All 28 export licenses involve the shipment of what nuclear experts call "highly enriched uranium," which is uranium fuel that is 93 per cent saturated with the isotope called U-235. This isotope is used in research reactors that make radioactive medicines and hybrid wheat and corn seeds but could also be used to make atomic weapons.
The Nuclear Regulatory Commission, which has licensing authority over the shipments of uranium fuel, declined yesterday to comment on the delays in licensing approval for the 28 shipments. Sources outside the NRC said, however, that the 28 licenses were being held up by the White House and the State Department pending studies of the weapons proliferation threat.
The shipments being held up cover 2,887 pounds of highly enriched uranium fuel to 13 countries, including most of the countries of Western Europe, Japan, Bolivia, Brazil and Canada.
One license application calls for the shipment of 220 pounds of highly enriched uranium to a firm called Nukem in West Germany, which will fabricate the uranium into fuel rods and ship them to General Electric Co. in Pleasanton, Calif.
The GE research reactor awaiting the fuel shipment uses the uranium to create radioactive isotopes like cobalt-60 to treat cancer patients. A GE spokesman said the Pleasanton facility is one of the largest of its kind in the world and will have burned up the uranium fule in its reactor right now in less than a year.

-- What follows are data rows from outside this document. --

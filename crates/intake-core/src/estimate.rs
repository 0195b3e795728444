//! Three-phase processing time estimate.
//!
//! Phase 1 covers path analysis, phase 2 hashing of duplicate candidates and
//! phase 3 materializing the queue for display. Each phase is a linear model
//! whose coefficients were fit on one measured environment; they are data, not
//! truth, and can be overridden from the `[estimator]` config section.

use serde::{Deserialize, Serialize};

use crate::calibration::{is_valid_h_factor, BASELINE_H_FACTOR};
use crate::error::Error;

pub const BYTES_PER_MB: f64 = 1024.0 * 1024.0;
pub const MIN_TOTAL_MS: f64 = 1.0;

#[derive(Debug, Clone, Copy, PartialEq, Serialize, Deserialize)]
#[serde(default)]
pub struct EstimatorCoefficients {
    pub phase1_base_ms: f64,
    pub phase1_file_ms: f64,
    pub phase1_depth_ms: f64,
    pub phase1_dir_ms: f64,

    pub phase2_base_ms: f64,
    pub phase2_candidate_ms: f64,
    pub phase2_mb_ms: f64,

    pub phase3_base_ms: f64,
    pub phase3_file_ms: f64,
    pub phase3_depth_ms: f64,
    pub phase3_dir_ms: f64,

    /// The throughput the coefficients were measured at.
    pub baseline_h_factor: f64,
}

impl Default for EstimatorCoefficients {
    fn default() -> Self {
        Self {
            phase1_base_ms: 12.0,
            phase1_file_ms: 0.15,
            phase1_depth_ms: 4.5,
            phase1_dir_ms: 0.35,

            phase2_base_ms: 2.0,
            phase2_candidate_ms: 3.8,
            phase2_mb_ms: 9.5,

            phase3_base_ms: 40.0,
            phase3_file_ms: 0.8,
            phase3_depth_ms: 12.0,
            phase3_dir_ms: 1.2,

            baseline_h_factor: BASELINE_H_FACTOR,
        }
    }
}

impl EstimatorCoefficients {
    /// Slopes must be non-negative or more work could predict less time.
    pub fn validate(&self) -> Result<(), Error> {
        let slopes = [
            ("phase1_file_ms", self.phase1_file_ms),
            ("phase1_depth_ms", self.phase1_depth_ms),
            ("phase1_dir_ms", self.phase1_dir_ms),
            ("phase2_candidate_ms", self.phase2_candidate_ms),
            ("phase2_mb_ms", self.phase2_mb_ms),
            ("phase3_file_ms", self.phase3_file_ms),
            ("phase3_depth_ms", self.phase3_depth_ms),
            ("phase3_dir_ms", self.phase3_dir_ms),
        ];
        for (name, value) in slopes {
            if !value.is_finite() || value < 0.0 {
                return Err(Error::InvalidConfig(format!(
                    "estimator.{} must be a non-negative number, got {}",
                    name, value
                )));
            }
        }
        let intercepts = [self.phase1_base_ms, self.phase2_base_ms, self.phase3_base_ms];
        if intercepts.iter().any(|v| !v.is_finite()) {
            return Err(Error::InvalidConfig(
                "estimator base times must be finite".to_string(),
            ));
        }
        if !is_valid_h_factor(self.baseline_h_factor) {
            return Err(Error::InvalidConfig(format!(
                "estimator.baseline_h_factor out of range: {}",
                self.baseline_h_factor
            )));
        }
        Ok(())
    }
}

#[derive(Debug, Clone, Copy, Default, PartialEq, Serialize)]
pub struct EstimateInput {
    pub file_count: usize,
    pub candidate_count: usize,
    pub candidate_size_mb: f64,
    pub avg_depth: f64,
    pub directory_count: usize,
}

#[derive(Debug, Clone, Copy, Default, PartialEq, Serialize)]
pub struct TimeEstimate {
    pub phase1_ms: f64,
    pub phase2_ms: f64,
    pub phase3_ms: f64,
    pub total_ms: f64,
}

impl TimeEstimate {
    pub fn total_duration(&self) -> std::time::Duration {
        std::time::Duration::from_secs_f64(self.total_ms / 1000.0)
    }
}

#[derive(Debug, Clone, Default)]
pub struct Estimator {
    coefficients: EstimatorCoefficients,
}

impl Estimator {
    pub fn new(coefficients: EstimatorCoefficients) -> Self {
        Self { coefficients }
    }

    pub fn estimate(&self, input: &EstimateInput, calibration_factor: f64) -> TimeEstimate {
        let c = &self.coefficients;
        let files = input.file_count as f64;
        let dirs = input.directory_count as f64;
        let depth = input.avg_depth.max(0.0);

        let phase1 = c.phase1_base_ms
            + files * c.phase1_file_ms
            + depth * c.phase1_depth_ms
            + dirs * c.phase1_dir_ms;

        let phase2 = if input.candidate_count == 0 {
            0.0
        } else {
            c.phase2_base_ms
                + input.candidate_count as f64 * c.phase2_candidate_ms
                + input.candidate_size_mb.max(0.0) * c.phase2_mb_ms
        };

        let phase3 = c.phase3_base_ms
            + files * c.phase3_file_ms
            + depth * c.phase3_depth_ms
            + dirs * c.phase3_dir_ms;

        let current = if is_valid_h_factor(calibration_factor) {
            calibration_factor
        } else {
            c.baseline_h_factor
        };
        let scale = c.baseline_h_factor / current;

        let phase1_ms = (phase1 * scale).max(0.0);
        let phase2_ms = (phase2 * scale).max(0.0);
        let phase3_ms = (phase3 * scale).max(0.0);

        TimeEstimate {
            phase1_ms,
            phase2_ms,
            phase3_ms,
            total_ms: (phase1_ms + phase2_ms + phase3_ms).max(MIN_TOTAL_MS),
        }
    }
}

pub fn bytes_to_mb(bytes: u64) -> f64 {
    bytes as f64 / BYTES_PER_MB
}

#[cfg(test)]
mod tests {
    use super::*;

    fn input(files: usize, candidates: usize, mb: f64) -> EstimateInput {
        EstimateInput {
            file_count: files,
            candidate_count: candidates,
            candidate_size_mb: mb,
            avg_depth: 2.0,
            directory_count: 10,
        }
    }

    #[test]
    fn test_floor_on_degenerate_input() {
        let zero = EstimatorCoefficients {
            phase1_base_ms: -50.0,
            phase3_base_ms: -50.0,
            ..EstimatorCoefficients::default()
        };
        let estimator = Estimator::new(zero);
        let estimate = estimator.estimate(&EstimateInput::default(), BASELINE_H_FACTOR);
        assert!(estimate.total_ms >= MIN_TOTAL_MS);
        assert!(estimate.phase1_ms >= 0.0 && estimate.phase3_ms >= 0.0);

        let default = Estimator::default().estimate(&EstimateInput::default(), 0.0);
        assert!(default.total_ms >= MIN_TOTAL_MS);
    }

    #[test]
    fn test_file_count_monotonic_for_phase1_and_phase3() {
        let estimator = Estimator::default();
        let mut previous = estimator.estimate(&input(0, 4, 1.0), 1.0);
        for files in [1, 10, 100, 1_000, 10_000] {
            let current = estimator.estimate(&input(files, 4, 1.0), 1.0);
            assert!(current.phase1_ms >= previous.phase1_ms);
            assert!(current.phase3_ms >= previous.phase3_ms);
            assert_eq!(current.phase2_ms, previous.phase2_ms);
            previous = current;
        }
    }

    #[test]
    fn test_candidates_monotonic_for_phase2() {
        let estimator = Estimator::default();
        let mut previous = estimator.estimate(&input(100, 0, 0.0), 1.0);
        for (candidates, mb) in [(1, 0.0), (2, 0.5), (20, 0.5), (20, 50.0), (200, 50.0)] {
            let current = estimator.estimate(&input(100, candidates, mb), 1.0);
            assert!(current.phase2_ms >= previous.phase2_ms);
            previous = current;
        }
    }

    #[test]
    fn test_faster_device_predicts_less_time() {
        let estimator = Estimator::default();
        let slow = estimator.estimate(&input(500, 50, 5.0), 0.25);
        let baseline = estimator.estimate(&input(500, 50, 5.0), BASELINE_H_FACTOR);
        let fast = estimator.estimate(&input(500, 50, 5.0), 2.0);
        assert!(slow.total_ms > baseline.total_ms);
        assert!(fast.total_ms < baseline.total_ms);
    }

    #[test]
    fn test_deterministic() {
        let estimator = Estimator::default();
        let a = estimator.estimate(&input(321, 12, 3.3), 0.9);
        let b = estimator.estimate(&input(321, 12, 3.3), 0.9);
        assert_eq!(a, b);
    }

    #[test]
    fn test_validate_rejects_negative_slope() {
        let bad = EstimatorCoefficients {
            phase2_candidate_ms: -1.0,
            ..EstimatorCoefficients::default()
        };
        assert!(bad.validate().is_err());
        assert!(EstimatorCoefficients::default().validate().is_ok());
    }
}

"It takes time to get the fuel to Germany, get it fabricated and get it back for tests to Pleasanton," the GE spokesman said. "We can't wait forever for the export license."
Of the 28 shipments awaiting an export license, the one held up the longest is for 53 pounds of highly enriched uranium for a research reactor in South Africa. That license has been pending for two years.
More than half the licenses have been abeyance for about one year, which is as long as Congress has been seriously debating the issue of nuclear exports. Jimmy Carter took up the debate when he was nominated by the Democratic Party as its presidential candidate, and he promised a tough stance on nuclear exports if he was elected.
As President Carter has called for a complete re-examination of U.S. nuclear export policy. Fueling the re-examination is the growing fear that terrorists might try to steal highly enriched uranium or plutonium to make a weapon or that countries would divert nuclear materials from peaceful purposes to weapons manufacture.
Uranium saturated 93 per cent with the fissionabel isotope called U-235 is a strong source of neutrons, which can be used to promote a quick chain reaction as in a weapon or which can be used to permanently irradiate another metal like cobalt to make it useful as a treatment for cancer.
There are 261 research reactors around the world using the highly enriched uranium fuel, most of them supplied by the United States. The holdup of the 28 export licenses for this fuel is the first time the United States has delayed uranium fuel shipments to research reactors in the 23 years it has supplied them.